_TASK GOAL:_ Below are the entries; return every line among them that holds the word "thread".

_DATA FOR THIS TASK:_
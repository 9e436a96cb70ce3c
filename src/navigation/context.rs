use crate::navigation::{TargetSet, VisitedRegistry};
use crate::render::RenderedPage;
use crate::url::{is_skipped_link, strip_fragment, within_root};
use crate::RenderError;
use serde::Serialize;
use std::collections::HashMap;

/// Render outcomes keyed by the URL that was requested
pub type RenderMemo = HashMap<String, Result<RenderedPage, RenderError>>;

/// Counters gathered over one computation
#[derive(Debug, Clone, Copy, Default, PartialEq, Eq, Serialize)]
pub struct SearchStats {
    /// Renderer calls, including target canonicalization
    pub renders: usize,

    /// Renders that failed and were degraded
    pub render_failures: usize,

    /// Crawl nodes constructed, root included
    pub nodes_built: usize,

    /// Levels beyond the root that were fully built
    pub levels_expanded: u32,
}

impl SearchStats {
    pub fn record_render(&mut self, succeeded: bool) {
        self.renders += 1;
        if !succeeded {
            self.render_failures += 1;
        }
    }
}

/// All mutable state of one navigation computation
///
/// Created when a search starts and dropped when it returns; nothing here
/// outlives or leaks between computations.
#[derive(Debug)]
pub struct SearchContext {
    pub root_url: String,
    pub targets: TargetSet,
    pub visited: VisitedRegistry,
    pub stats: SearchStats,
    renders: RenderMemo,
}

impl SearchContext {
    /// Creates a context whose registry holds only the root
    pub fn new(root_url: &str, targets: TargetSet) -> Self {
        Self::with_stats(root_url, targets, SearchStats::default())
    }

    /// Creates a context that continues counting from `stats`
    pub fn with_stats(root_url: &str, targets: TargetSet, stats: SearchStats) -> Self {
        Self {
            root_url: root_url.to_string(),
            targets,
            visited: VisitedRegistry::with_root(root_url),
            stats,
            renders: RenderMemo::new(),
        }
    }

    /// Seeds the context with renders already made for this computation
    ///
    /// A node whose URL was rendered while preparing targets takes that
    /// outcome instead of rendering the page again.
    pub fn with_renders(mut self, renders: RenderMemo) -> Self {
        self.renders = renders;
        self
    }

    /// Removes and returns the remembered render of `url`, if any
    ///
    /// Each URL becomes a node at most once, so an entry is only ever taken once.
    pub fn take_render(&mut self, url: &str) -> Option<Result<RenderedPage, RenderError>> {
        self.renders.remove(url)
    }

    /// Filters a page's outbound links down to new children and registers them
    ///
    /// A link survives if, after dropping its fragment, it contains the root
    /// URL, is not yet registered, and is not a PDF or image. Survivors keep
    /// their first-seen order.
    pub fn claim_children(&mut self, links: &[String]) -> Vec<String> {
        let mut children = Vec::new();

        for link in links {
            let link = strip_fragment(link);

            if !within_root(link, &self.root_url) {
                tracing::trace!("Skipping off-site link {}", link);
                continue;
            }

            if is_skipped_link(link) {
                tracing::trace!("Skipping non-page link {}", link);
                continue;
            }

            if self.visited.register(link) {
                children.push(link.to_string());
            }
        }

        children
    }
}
* * *
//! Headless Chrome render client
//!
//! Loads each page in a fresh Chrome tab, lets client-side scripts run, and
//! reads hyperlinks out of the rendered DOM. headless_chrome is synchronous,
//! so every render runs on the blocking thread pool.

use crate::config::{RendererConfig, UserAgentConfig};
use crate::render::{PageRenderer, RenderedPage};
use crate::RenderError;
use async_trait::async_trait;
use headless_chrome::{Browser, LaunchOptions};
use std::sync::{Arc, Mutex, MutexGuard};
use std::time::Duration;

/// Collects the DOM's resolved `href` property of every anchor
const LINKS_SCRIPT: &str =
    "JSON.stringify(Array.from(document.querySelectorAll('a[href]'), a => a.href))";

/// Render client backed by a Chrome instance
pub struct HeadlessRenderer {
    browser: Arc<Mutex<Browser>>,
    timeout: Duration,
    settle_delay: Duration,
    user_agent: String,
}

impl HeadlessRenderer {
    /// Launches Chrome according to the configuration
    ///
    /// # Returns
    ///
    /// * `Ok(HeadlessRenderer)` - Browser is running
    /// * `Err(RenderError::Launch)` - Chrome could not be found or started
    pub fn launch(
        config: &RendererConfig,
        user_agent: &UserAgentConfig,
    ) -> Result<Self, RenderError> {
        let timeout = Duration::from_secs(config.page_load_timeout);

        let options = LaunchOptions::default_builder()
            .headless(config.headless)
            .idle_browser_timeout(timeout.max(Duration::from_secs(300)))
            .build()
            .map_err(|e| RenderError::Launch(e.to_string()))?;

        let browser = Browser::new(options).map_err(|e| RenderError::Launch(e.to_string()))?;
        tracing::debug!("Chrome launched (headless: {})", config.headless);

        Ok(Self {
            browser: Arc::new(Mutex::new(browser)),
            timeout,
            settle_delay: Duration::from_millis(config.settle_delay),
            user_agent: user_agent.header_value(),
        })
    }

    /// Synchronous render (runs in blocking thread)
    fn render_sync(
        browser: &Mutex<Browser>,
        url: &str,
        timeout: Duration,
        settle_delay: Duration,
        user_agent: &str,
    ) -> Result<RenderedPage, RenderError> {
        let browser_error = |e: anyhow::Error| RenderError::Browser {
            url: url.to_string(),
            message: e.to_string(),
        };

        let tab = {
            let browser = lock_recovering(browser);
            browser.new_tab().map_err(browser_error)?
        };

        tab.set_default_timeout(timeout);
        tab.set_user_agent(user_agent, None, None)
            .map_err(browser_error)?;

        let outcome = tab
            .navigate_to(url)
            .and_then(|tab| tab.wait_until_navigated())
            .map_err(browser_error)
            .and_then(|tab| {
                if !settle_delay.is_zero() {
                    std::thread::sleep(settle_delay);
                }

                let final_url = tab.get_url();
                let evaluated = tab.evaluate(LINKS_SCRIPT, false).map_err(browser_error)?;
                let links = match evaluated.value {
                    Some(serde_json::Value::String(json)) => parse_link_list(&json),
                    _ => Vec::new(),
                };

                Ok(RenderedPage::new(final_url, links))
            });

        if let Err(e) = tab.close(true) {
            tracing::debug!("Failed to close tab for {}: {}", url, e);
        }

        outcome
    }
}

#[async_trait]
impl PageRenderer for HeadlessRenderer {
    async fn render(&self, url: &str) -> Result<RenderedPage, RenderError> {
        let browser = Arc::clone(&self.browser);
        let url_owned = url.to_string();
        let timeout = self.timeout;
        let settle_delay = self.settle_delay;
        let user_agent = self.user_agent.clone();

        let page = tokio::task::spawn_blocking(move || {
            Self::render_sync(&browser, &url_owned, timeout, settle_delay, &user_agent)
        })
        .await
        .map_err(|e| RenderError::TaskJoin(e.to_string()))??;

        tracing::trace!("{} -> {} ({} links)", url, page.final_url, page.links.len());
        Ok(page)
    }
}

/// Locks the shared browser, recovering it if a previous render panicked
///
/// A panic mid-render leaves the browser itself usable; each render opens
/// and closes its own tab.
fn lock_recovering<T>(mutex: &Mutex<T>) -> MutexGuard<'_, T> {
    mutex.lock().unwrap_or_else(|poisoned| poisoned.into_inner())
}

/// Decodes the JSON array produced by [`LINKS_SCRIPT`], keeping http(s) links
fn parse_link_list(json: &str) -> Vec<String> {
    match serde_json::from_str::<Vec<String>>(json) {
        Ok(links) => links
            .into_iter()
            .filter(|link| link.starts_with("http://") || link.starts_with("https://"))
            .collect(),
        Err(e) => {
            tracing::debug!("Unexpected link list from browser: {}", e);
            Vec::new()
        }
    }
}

_EXERCISE RESULT:_
//! so every render runs on the blocking thread pool.
    /// Synchronous render (runs in blocking thread)
                    std::thread::sleep(settle_delay);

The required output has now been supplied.